Single by Anton featuring DJ Ötzi

from the album Das Album
- B-side: "Aha, aha, aha?"
- Released: 1999
- Length: 3:49
- Label: EMI
- Songwriter: Vili Petrič

DJ Ötzi singles chronology
|  | "Anton aus Tirol" (1999) | "Gemma Bier trinken" (2000) |

= Anton aus Tirol =

1999 single by Anton

"Anton aus Tirol" is a song by Austrian musician Anton featuring DJ Ötzi. Written by Vili Petrič, it was first recorded by the German musical group Walter & die bunten Vögel and released as a single in 1991, but this version did not achieve success. Anton's version was released in 1999 as the lead single from the album Das Album as both musicians' debut single. The track reached number one in Anton and DJ Ötzi's native Austria, where it stayed for 10 weeks, and in Germany, where it topped the German Singles Chart for one week; it was the best-selling single of 2000 in both countries.
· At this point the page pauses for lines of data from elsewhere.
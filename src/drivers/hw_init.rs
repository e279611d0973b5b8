//! One-shot hardware peripheral initialization.
//!
//! Configures the LEDC timer/channel pair that drives the buzzer using raw
//! ESP-IDF sys calls. Called once from `main()` before the loop starts.
//! The DHT22 line is owned by its `PinDriver` and needs no setup here.

#[cfg(target_os = "espidf")]
use esp_idf_svc::sys::*;

// ── Error type ────────────────────────────────────────────────

/// Errors during one-shot peripheral initialization.
#[derive(Debug, Clone, Copy, PartialEq, Eq)]
pub enum HwInitError {
    LedcTimerFailed(i32),
    LedcChannelFailed(i32),
}

impl core::fmt::Display for HwInitError {
    fn fmt(&self, f: &mut core::fmt::Formatter<'_>) -> core::fmt::Result {
        match self {
            Self::LedcTimerFailed(rc) => write!(f, "LEDC timer config failed (rc={})", rc),
            Self::LedcChannelFailed(rc) => write!(f, "LEDC channel config failed (rc={})", rc),
        }
    }
}

impl core::error::Error for HwInitError {}

#[cfg(target_os = "espidf")]
use log::{info, warn};

#[cfg(target_os = "espidf")]
use crate::pins;

/// Duty for a square wave at the configured 8-bit resolution.
pub const TONE_DUTY_50: u32 = 128;

#[cfg(target_os = "espidf")]
pub fn init_peripherals(tone_hz: u32) -> Result<(), HwInitError> {
    // SAFETY: Called once from main() before the loop; single-threaded.
    unsafe { init_ledc(tone_hz)? };
    info!("hw_init: all peripherals configured");
    Ok(())
}

#[cfg(not(target_os = "espidf"))]
pub fn init_peripherals(_tone_hz: u32) -> Result<(), HwInitError> {
    log::info!("hw_init(sim): peripheral init skipped");
    Ok(())
}

// ── LEDC PWM ─────────────────────────────────────────────────

#[cfg(target_os = "espidf")]
unsafe fn init_ledc(tone_hz: u32) -> Result<(), HwInitError> {
    let timer = ledc_timer_config_t {
        speed_mode: ledc_mode_t_LEDC_LOW_SPEED_MODE,
        timer_num: pins::BUZZER_LEDC_TIMER,
        duty_resolution: ledc_timer_bit_t_LEDC_TIMER_8_BIT,
        freq_hz: tone_hz,
        clk_cfg: soc_periph_ledc_clk_src_legacy_t_LEDC_AUTO_CLK,
        ..Default::default()
    };
    let ret = unsafe { ledc_timer_config(&timer) };
    if ret != ESP_OK as i32 {
        return Err(HwInitError::LedcTimerFailed(ret));
    }

    // Starts silent.
    let ret = unsafe {
        ledc_channel_config(&ledc_channel_config_t {
            speed_mode: ledc_mode_t_LEDC_LOW_SPEED_MODE,
            channel: pins::BUZZER_LEDC_CHANNEL,
            timer_sel: pins::BUZZER_LEDC_TIMER,
            gpio_num: pins::BUZZER_GPIO,
            duty: 0,
            hpoint: 0,
            ..Default::default()
        })
    };
    if ret != ESP_OK as i32 {
        return Err(HwInitError::LedcChannelFailed(ret));
    }

    info!("hw_init: LEDC configured (buzzer=CH{} GPIO{} {} Hz)",
        pins::BUZZER_LEDC_CHANNEL, pins::BUZZER_GPIO, tone_hz);
    Ok(())
}

/// Retune the buzzer timer to `hz` and drive a 50 % square wave.
#[cfg(target_os = "espidf")]
pub fn ledc_tone(hz: u32) {
    // SAFETY: LEDC timer/channel were configured in init_ledc(); only the
    // main task writes these registers.
    unsafe {
        let ret = ledc_set_freq(ledc_mode_t_LEDC_LOW_SPEED_MODE, pins::BUZZER_LEDC_TIMER, hz);
        if ret != ESP_OK as i32 {
            warn!("hw_init: ledc_set_freq({} Hz) failed (rc={})", hz, ret);
        }
        ledc_set_duty(ledc_mode_t_LEDC_LOW_SPEED_MODE, pins::BUZZER_LEDC_CHANNEL, TONE_DUTY_50);
        ledc_update_duty(ledc_mode_t_LEDC_LOW_SPEED_MODE, pins::BUZZER_LEDC_CHANNEL);
    }
}

#[cfg(not(target_os = "espidf"))]
pub fn ledc_tone(_hz: u32) {}

/// Zero duty: line held low, no sound.
#[cfg(target_os = "espidf")]
pub fn ledc_silence() {
    // SAFETY: see ledc_tone().
    unsafe {
        ledc_set_duty(ledc_mode_t_LEDC_LOW_SPEED_MODE, pins::BUZZER_LEDC_CHANNEL, 0);
        ledc_update_duty(ledc_mode_t_LEDC_LOW_SPEED_MODE, pins::BUZZER_LEDC_CHANNEL);
    }
}

#[cfg(not(target_os = "espidf"))]
pub fn ledc_silence() {}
The single also peaked at number two in Flanders, the Netherlands, and Switzerland.

==Track listing==
1. "Anton aus Tirol" (Party mix) – 3:49
2. "Anton aus Tirol" (Extended Fun mix) – 5:48
3. "Anton aus Tirol" (Country radio mix) – 3:25
4. "Anton aus Tirol" (karaoke) – 3:54
5. "Aha, aha, aha?" – 5:14

==Charts==

===Weekly charts===

Weekly chart performance for "Anton aus Tirol"
| Chart (1999–2000) | Peak position |
|---|---|
| Austria (Ö3 Austria Top 40) | 1 |
| Belgium (Ultratop 50 Flanders) | 2 |
| Europe (Eurochart Hot 100) | 4 |
| Germany (GfK) | 1 |
| Netherlands (Dutch Top 40) | 7 |
| Netherlands (Single Top 100) | 2 |
| Switzerland (Schweizer Hitparade) | 2 |

===Year-end charts===

Year-end chart performance for "Anton aus Tirol"
| Chart (2000) | Position |
|---|---|
| Austria (Ö3 Austria Top 40) | 1 |
| Belgium (Ultratop 50 Flanders) | 13 |
| Europe (Eurochart Hot 100) | 18 |
| Germany (Media Control) | 1 |
| Netherlands (Dutch Top 40) | 38 |
| Netherlands (Single Top 100) | 15 |
| Switzerland (Schweizer Hitparade) | 15 |

===Decade-end charts===

Decade-end chart performance for "Anton aus Tirol"
| Chart (2000–2009) | Position |
|---|---|
| Netherlands (Single Top 100) | 83 |

==Certifications==

Certifications and sales for "Anton aus Tirol"
| Region | Certification | Certified units/sales |
| Austria (IFPI Austria) | 3× Platinum | 150,000^{*} |
| Belgium (BRMA) | Gold | 25,000^{*} |
| Germany (BVMI) | 2× Platinum | 1,000,000^{^} |
| Netherlands (NVPI) | Gold | 50,000^{^} |
| Switzerland (IFPI Switzerland) | Gold | 25,000^{^} |
^{*} Sales figures based on certification alone. ^{^} Shipments figures based on certification alone.